Produce an exact copy of the lines below, starting at the first and ending with the line containing "pub enum ApplyOutcome".

- Opening Delimiter -

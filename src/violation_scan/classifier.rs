//! Violation classifier
//!
//! Turns one place's detection into state changes: an occupied unbooked
//! place records a violation unless the same car was already recorded on
//! that place inside the dedup window.

use crate::error::Result;
use crate::parking::{
    DetectionResult, NewViolation, OccupancyClass, PlaceId, PlaceRepository, PlaceStatus,
    ViolationRecord, ViolationRepository,
};
use chrono::{DateTime, Duration, Utc};
use std::sync::Arc;

/// What `apply` did for one place
#[derive(Debug, Clone)]
pub enum ApplyOutcome {
    ViolationRecorded(ViolationRecord),
    DuplicateSuppressed,
    /// Occupied, but no plate to record against
    OccupiedWithoutPlate,
    MarkedFree,
    Inconclusive,
}

pub struct ViolationClassifier {
    violations: Arc<dyn ViolationRepository>,
    places: Arc<dyn PlaceRepository>,
    dedup_window: Duration,
}

impl ViolationClassifier {
    pub fn new(
        violations: Arc<dyn ViolationRepository>,
        places: Arc<dyn PlaceRepository>,
        dedup_window: Duration,
    ) -> Self {
        Self {
            violations,
            places,
            dedup_window,
        }
    }

    pub async fn apply(&self, place_id: PlaceId, detection: &DetectionResult) -> Result<ApplyOutcome> {
        self.apply_at(place_id, detection, Utc::now()).await
    }

    pub async fn apply_at(
        &self,
        place_id: PlaceId,
        detection: &DetectionResult,
        now: DateTime<Utc>,
    ) -> Result<ApplyOutcome> {
        match detection.occupancy() {
            OccupancyClass::Occupied => {
                let outcome = match detection.plate() {
                    Some(plate) => self.record_violation(place_id, plate, now).await?,
                    None => {
                        tracing::warn!(place_id = place_id, "Occupied place without a readable plate");
                        ApplyOutcome::OccupiedWithoutPlate
                    }
                };
                self.places.set_status(place_id, PlaceStatus::Occupied).await?;
                Ok(outcome)
            }
            OccupancyClass::Free => {
                self.places.set_status(place_id, PlaceStatus::Free).await?;
                tracing::debug!(place_id = place_id, "Place marked free");
                Ok(ApplyOutcome::MarkedFree)
            }
            OccupancyClass::Unknown => {
                tracing::info!(
                    place_id = place_id,
                    parking_status = %detection.parking_status,
                    "Inconclusive detection, place left unchanged"
                );
                Ok(ApplyOutcome::Inconclusive)
            }
        }
    }

    async fn record_violation(
        &self,
        place_id: PlaceId,
        plate: &str,
        now: DateTime<Utc>,
    ) -> Result<ApplyOutcome> {
        // Read-then-write; overlapping cycles are not serialized
        let existing = self.violations.list_by_place(place_id).await?;
        // a window reaching past the calendar start covers every record
        let since = now.checked_sub_signed(self.dedup_window);
        let duplicate = existing.iter().any(|v| {
            v.car_number.trim() == plate && since.map_or(true, |since| v.timestamp >= since)
        });

        if duplicate {
            tracing::debug!(place_id = place_id, car_number = %plate, "Violation already recorded inside window");
            return Ok(ApplyOutcome::DuplicateSuppressed);
        }

        let record = self
            .violations
            .create(NewViolation {
                place_id,
                car_number: plate.to_string(),
                timestamp: now,
            })
            .await?;

        tracing::info!(
            violation_id = record.id,
            place_id = place_id,
            car_number = %plate,
            "Violation recorded"
        );
        Ok(ApplyOutcome::ViolationRecorded(record))
    }
}

#[cfg(test)]
mod tests {
    use super::*;
    use crate::parking::{InMemoryParkingStore, Polygon};

    fn detection(parking_status: &str, plate: Option<&str>) -> DetectionResult {
        DetectionResult {
            status: "success".to_string(),
            parking_status: parking_status.to_string(),
            plate_number: plate.map(str::to_string),
        }
    }

    fn setup() -> (Arc<InMemoryParkingStore>, ViolationClassifier) {
        let store = Arc::new(InMemoryParkingStore::new());
        store.add_zone(1, "Z");
        store.add_place(1, 5, Polygon::default());
        let classifier = ViolationClassifier::new(store.clone(), store.clone(), Duration::hours(2));
        (store, classifier)
    }

    #[tokio::test]
    async fn test_same_plate_inside_window_suppressed() {
        let (store, classifier) = setup();
        let now = Utc::now();
        store.add_violation(5, "A123BC", now - Duration::minutes(30));

        let outcome = classifier
            .apply_at(5, &detection("occupied", Some("A123BC")), now)
            .await
            .unwrap();

        assert!(matches!(outcome, ApplyOutcome::DuplicateSuppressed));
        assert_eq!(store.violations().len(), 1);
        assert_eq!(store.place_status(5), Some(PlaceStatus::Occupied));
    }

    #[tokio::test]
    async fn test_other_plate_creates_record() {
        let (store, classifier) = setup();
        let now = Utc::now();
        store.add_violation(5, "A123BC", now - Duration::minutes(30));

        let outcome = classifier
            .apply_at(5, &detection("occupied", Some("B456CD")), now)
            .await
            .unwrap();

        match outcome {
            ApplyOutcome::ViolationRecorded(record) => {
                assert_eq!(record.place_id, 5);
                assert_eq!(record.car_number, "B456CD");
                assert_eq!(record.timestamp, now);
            }
            other => panic!("unexpected outcome: {:?}", other),
        }
        assert_eq!(store.violations().len(), 2);
    }

    #[tokio::test]
    async fn test_record_outside_window_does_not_block() {
        let (store, classifier) = setup();
        let now = Utc::now();
        store.add_violation(5, "A123BC", now - Duration::hours(3));

        let outcome = classifier
            .apply_at(5, &detection("Занято", Some(" A123BC ")), now)
            .await
            .unwrap();

        assert!(matches!(outcome, ApplyOutcome::ViolationRecorded(_)));
        assert_eq!(store.violations().len(), 2);
    }

    #[tokio::test]
    async fn test_same_plate_other_place_not_a_duplicate() {
        let (store, classifier) = setup();
        store.add_place(1, 6, Polygon::default());
        let now = Utc::now();
        store.add_violation(6, "A123BC", now - Duration::minutes(10));

        let outcome = classifier
            .apply_at(5, &detection("occupied", Some("A123BC")), now)
            .await
            .unwrap();
        assert!(matches!(outcome, ApplyOutcome::ViolationRecorded(_)));
    }

    #[tokio::test]
    async fn test_unbounded_window_suppresses_old_record() {
        let (store, _) = setup();
        let classifier = ViolationClassifier::new(store.clone(), store.clone(), Duration::MAX);
        let now = Utc::now();
        store.add_violation(5, "A123BC", now - Duration::days(3650));

        let outcome = classifier
            .apply_at(5, &detection("occupied", Some("A123BC")), now)
            .await
            .unwrap();
        assert!(matches!(outcome, ApplyOutcome::DuplicateSuppressed));
    }

    #[tokio::test]
    async fn test_free_and_unknown() {
        let (store, classifier) = setup();

        let outcome = classifier.apply(5, &detection(" FREE ", None)).await.unwrap();
        assert!(matches!(outcome, ApplyOutcome::MarkedFree));
        assert_eq!(store.place_status(5), Some(PlaceStatus::Free));

        let writes = store.status_writes();
        let outcome = classifier.apply(5, &detection("maybe", Some("A123BC"))).await.unwrap();
        assert!(matches!(outcome, ApplyOutcome::Inconclusive));
        assert_eq!(store.status_writes(), writes);
        assert_eq!(store.place_status(5), Some(PlaceStatus::Free));
        assert!(store.violations().is_empty());
    }

    #[tokio::test]
    async fn test_occupied_without_plate_sets_status_only() {
        let (store, classifier) = setup();

        let outcome = classifier.apply(5, &detection("occupied", Some("  "))).await.unwrap();
        assert!(matches!(outcome, ApplyOutcome::OccupiedWithoutPlate));
        assert_eq!(store.place_status(5), Some(PlaceStatus::Occupied));
        assert!(store.violations().is_empty());
    }
}
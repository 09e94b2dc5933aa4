//! RabbitMQ transport over lapin

use super::{Acknowledge, Delivery, OutboundMessage, QueueOptions, Subscription, Transport};
use crate::error::{Error, Result};
use async_trait::async_trait;
use futures::StreamExt;
use lapin::acker::Acker;
use lapin::options::{
    BasicAckOptions, BasicCancelOptions, BasicConsumeOptions, BasicPublishOptions,
    ConfirmSelectOptions, QueueDeclareOptions, QueueDeleteOptions,
};
use lapin::publisher_confirm::Confirmation;
use lapin::types::FieldTable;
use lapin::{BasicProperties, Channel, Connection, ConnectionProperties};
use std::future::Future;
use std::sync::atomic::{AtomicBool, Ordering};
use std::sync::Arc;
use tokio::sync::RwLock;
use uuid::Uuid;

/// AMQP persistent delivery mode
const DELIVERY_MODE_PERSISTENT: u8 = 2;

/// Broker connection parameters
#[derive(Debug, Clone)]
pub struct BrokerConfig {
    pub host: String,
    pub port: u16,
    pub user: String,
    pub password: String,
    pub vhost: String,
}

impl BrokerConfig {
    /// AMQP URI for this configuration
    pub fn uri(&self) -> String {
        let vhost = if self.vhost.is_empty() || self.vhost == "/" {
            "%2f".to_string()
        } else {
            self.vhost.trim_start_matches('/').to_string()
        };
        format!(
            "amqp://{}:{}@{}:{}/{}",
            self.user, self.password, self.host, self.port, vhost
        )
    }
}

impl Default for BrokerConfig {
    fn default() -> Self {
        Self {
            host: "localhost".to_string(),
            port: 5672,
            user: "guest".to_string(),
            password: "guest".to_string(),
            vhost: "/".to_string(),
        }
    }
}

/// Current link, re-established on demand once it goes down
struct LinkSlot<T> {
    current: RwLock<Option<T>>,
    closed: AtomicBool,
}

impl<T: Clone> LinkSlot<T> {
    fn new(initial: T) -> Self {
        Self {
            current: RwLock::new(Some(initial)),
            closed: AtomicBool::new(false),
        }
    }

    /// Healthy current link, or a fresh one from `connect`
    async fn get<H, C, Fut>(&self, healthy: H, connect: C) -> Result<T>
    where
        H: Fn(&T) -> bool,
        C: FnOnce() -> Fut,
        Fut: Future<Output = Result<T>>,
    {
        if self.closed.load(Ordering::SeqCst) {
            return Err(Error::Transport("broker transport closed".to_string()));
        }
        if let Some(link) = self.current.read().await.as_ref() {
            if healthy(link) {
                return Ok(link.clone());
            }
        }

        let mut current = self.current.write().await;
        if self.closed.load(Ordering::SeqCst) {
            return Err(Error::Transport("broker transport closed".to_string()));
        }
        // another caller may have reconnected while we waited
        if let Some(link) = current.as_ref() {
            if healthy(link) {
                return Ok(link.clone());
            }
            tracing::warn!("Broker link down, reconnecting");
        }
        *current = None;

        let link = connect().await?;
        *current = Some(link.clone());
        Ok(link)
    }

    /// Take the link and refuse to reconnect afterwards
    async fn shut(&self) -> Option<T> {
        self.closed.store(true, Ordering::SeqCst);
        self.current.write().await.take()
    }
}

/// One connection and its shared channel
#[derive(Clone)]
struct AmqpLink {
    connection: Arc<Connection>,
    channel: Channel,
}

impl AmqpLink {
    fn is_connected(&self) -> bool {
        self.connection.status().connected() && self.channel.status().connected()
    }
}

/// Explicitly constructed broker handle: one connection, one shared channel,
/// reopened on the next operation after the broker drops it
pub struct AmqpTransport {
    config: BrokerConfig,
    link: LinkSlot<AmqpLink>,
}

impl AmqpTransport {
    /// Connect to the broker and open the shared channel
    pub async fn connect(config: &BrokerConfig) -> Result<Self> {
        let link = open_link(config).await?;
        Ok(Self {
            config: config.clone(),
            link: LinkSlot::new(link),
        })
    }

    async fn channel(&self) -> Result<Channel> {
        let link = self
            .link
            .get(AmqpLink::is_connected, || open_link(&self.config))
            .await?;
        Ok(link.channel)
    }
}

async fn open_link(config: &BrokerConfig) -> Result<AmqpLink> {
    let connection = Connection::connect(&config.uri(), ConnectionProperties::default())
        .await
        .map_err(|e| {
            Error::Transport(format!(
                "cannot connect to {}:{}: {}",
                config.host, config.port, e
            ))
        })?;
    let channel = connection.create_channel().await?;
    channel
        .confirm_select(ConfirmSelectOptions::default())
        .await?;

    tracing::info!(
        host = %config.host,
        port = config.port,
        vhost = %config.vhost,
        "Broker connected"
    );

    Ok(AmqpLink {
        connection: Arc::new(connection),
        channel,
    })
}

/// Publisher confirm outcome for a message sent to `queue`
fn check_confirmation(queue: &str, confirmation: &Confirmation) -> Result<()> {
    match confirmation {
        Confirmation::Ack(_) => Ok(()),
        Confirmation::Nack(_) => Err(Error::Transport(format!(
            "broker rejected message for {}",
            queue
        ))),
        Confirmation::NotRequested => Err(Error::Transport(format!(
            "no publisher confirm for {}: confirms not enabled on channel",
            queue
        ))),
    }
}

struct AmqpAcker(Acker);

#[async_trait]
impl Acknowledge for AmqpAcker {
    async fn ack(&self) -> Result<()> {
        self.0.ack(BasicAckOptions::default()).await?;
        Ok(())
    }
}

fn into_delivery(delivery: lapin::message::Delivery) -> Delivery {
    let reply_to = delivery
        .properties
        .reply_to()
        .as_ref()
        .map(|s| s.as_str().to_string());
    let correlation_id = delivery
        .properties
        .correlation_id()
        .as_ref()
        .map(|s| s.as_str().to_string());

    Delivery::new(
        delivery.data,
        reply_to,
        correlation_id,
        Some(Box::new(AmqpAcker(delivery.acker))),
    )
}

#[async_trait]
impl Transport for AmqpTransport {
    async fn declare_queue(&self, name: &str, options: QueueOptions) -> Result<()> {
        self.channel()
            .await?
            .queue_declare(
                name,
                QueueDeclareOptions {
                    durable: options.durable,
                    auto_delete: options.auto_delete,
                    ..QueueDeclareOptions::default()
                },
                FieldTable::default(),
            )
            .await?;
        Ok(())
    }

    async fn publish(&self, queue: &str, message: OutboundMessage) -> Result<()> {
        let mut properties = BasicProperties::default().with_content_type("application/json".into());
        if message.persistent {
            properties = properties.with_delivery_mode(DELIVERY_MODE_PERSISTENT);
        }
        if let Some(reply_to) = message.reply_to {
            properties = properties.with_reply_to(reply_to.into());
        }
        if let Some(correlation_id) = message.correlation_id {
            properties = properties.with_correlation_id(correlation_id.into());
        }

        let confirmation = self
            .channel()
            .await?
            .basic_publish(
                "",
                queue,
                BasicPublishOptions::default(),
                &message.body,
                properties,
            )
            .await?
            .await?;
        check_confirmation(queue, &confirmation)
    }

    async fn consume(&self, queue: &str) -> Result<Subscription> {
        let consumer_tag = format!("ctag-{}", Uuid::new_v4());
        let consumer = self
            .channel()
            .await?
            .basic_consume(
                queue,
                &consumer_tag,
                BasicConsumeOptions::default(),
                FieldTable::default(),
            )
            .await?;

        let stream = consumer
            .map(|item| item.map(into_delivery).map_err(Error::from))
            .boxed();

        Ok(Subscription {
            consumer_tag,
            stream,
        })
    }

    async fn cancel_consumer(&self, consumer_tag: &str) -> Result<()> {
        self.channel()
            .await?
            .basic_cancel(consumer_tag, BasicCancelOptions::default())
            .await?;
        Ok(())
    }

    async fn delete_queue(&self, name: &str) -> Result<()> {
        self.channel()
            .await?
            .queue_delete(name, QueueDeleteOptions::default())
            .await?;
        Ok(())
    }

    async fn close(&self) -> Result<()> {
        if let Some(link) = self.link.shut().await {
            if link.connection.status().connected() {
                link.connection.close(200, "shutdown").await?;
            }
        }
        tracing::info!("Broker connection closed");
        Ok(())
    }
}
//! Parkwatch - parking violation scanner
//!
//! Main entry point for the scanner service.

use parkwatch::broker::{AmqpTransport, Transport};
use parkwatch::parking::PgParkingStore;
use parkwatch::state::{AppConfig, AppState};
use sqlx::postgres::PgPoolOptions;
use std::sync::Arc;
use std::time::Duration;
use tracing_subscriber::{layer::SubscriberExt, util::SubscriberInitExt};

#[tokio::main]
async fn main() -> anyhow::Result<()> {
    // Load .env if present
    dotenvy::dotenv().ok();

    // Initialize tracing
    tracing_subscriber::registry()
        .with(
            tracing_subscriber::EnvFilter::try_from_default_env()
                .unwrap_or_else(|_| "parkwatch=debug".into()),
        )
        .with(tracing_subscriber::fmt::layer())
        .init();

    tracing::info!("Starting Parkwatch v{}", env!("CARGO_PKG_VERSION"));

    // Load configuration
    let config = AppConfig::default();
    tracing::info!(
        rabbitmq_host = %config.broker.host,
        rabbitmq_port = config.broker.port,
        crop_queue = %config.vision.crop_queue,
        classify_queue = %config.vision.classify_queue,
        director_url = config.director_url.as_deref().unwrap_or("-"),
        scan_interval_secs = config.scan_interval.as_secs(),
        dedup_window_hours = config.dedup_window.num_hours(),
        "Configuration loaded"
    );

    // Create database pool
    let pool = PgPoolOptions::new()
        .max_connections(10)
        .acquire_timeout(Duration::from_secs(10))
        .connect(&config.database_url)
        .await?;
    tracing::info!("Database connected");

    // Connect broker
    let transport: Arc<dyn Transport> = Arc::new(AmqpTransport::connect(&config.broker).await?);
    tracing::info!("Broker connected");

    let store = Arc::new(PgParkingStore::new(pool.clone()));
    let state = AppState::build(config, transport, store)?;
    state.declare_request_queues().await?;

    if !state.vision.backend_healthy().await {
        tracing::warn!("Classification backend not reachable at startup");
    }

    state.scheduler.start().await;

    tokio::signal::ctrl_c().await?;
    tracing::info!("Shutdown signal received");

    state.shutdown().await?;
    pool.close().await;
    tracing::info!("Parkwatch stopped");
    Ok(())
}
//! Zone scan orchestrator
//!
//! One cycle: list zones and active bookings once, then for each zone
//! crop + classify every unbooked place and hand results to the classifier.

use super::classifier::{ApplyOutcome, ViolationClassifier};
use super::image_policy::ImageAcquisitionPolicy;
use crate::error::{Error, Result};
use crate::parking::{
    BookedPlaceSet, BookingRepository, DetectionResult, PlaceId, Zone, ZoneRepository,
    ZoneSnapshot,
};
use crate::vision_client::PlaceAnalyzer;
use chrono::Utc;
use futures::stream::{self, StreamExt};
use serde::Serialize;
use std::sync::Arc;

/// Per-cycle statistics
#[derive(Debug, Clone, Default, PartialEq, Eq, Serialize)]
pub struct CycleReport {
    pub zones_checked: usize,
    pub zones_skipped: usize,
    pub zones_failed: usize,
    pub places_scanned: usize,
    pub places_skipped_booked: usize,
    pub places_failed: usize,
    pub violations_created: usize,
    pub duplicates_suppressed: usize,
    pub marked_free: usize,
    pub inconclusive: usize,
}

/// Everything a cycle reads from or writes through
pub struct ScanCollaborators {
    pub zones: Arc<dyn ZoneRepository>,
    pub bookings: Arc<dyn BookingRepository>,
    pub images: Arc<dyn ImageAcquisitionPolicy>,
    pub analyzer: Arc<dyn PlaceAnalyzer>,
    pub classifier: Arc<ViolationClassifier>,
}

pub struct ZoneScanOrchestrator {
    zones: Arc<dyn ZoneRepository>,
    bookings: Arc<dyn BookingRepository>,
    images: Arc<dyn ImageAcquisitionPolicy>,
    analyzer: Arc<dyn PlaceAnalyzer>,
    classifier: Arc<ViolationClassifier>,
    max_in_flight: usize,
}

- Closing Delimiter -

→ RESULT BELOW:
filename src/violation_scan/classifier.rs
//! Violation classifier
//!
//! Turns one place's detection into state changes: an occupied unbooked
//! place records a violation unless the same car was already recorded on
//! that place inside the dedup window.

use crate::error::Result;
use crate::parking::{
    DetectionResult, NewViolation, OccupancyClass, PlaceId, PlaceRepository, PlaceStatus,
    ViolationRecord, ViolationRepository,
};
use chrono::{DateTime, Duration, Utc};
use std::sync::Arc;

/// What `apply` did for one place
#[derive(Debug, Clone)]
pub enum ApplyOutcome {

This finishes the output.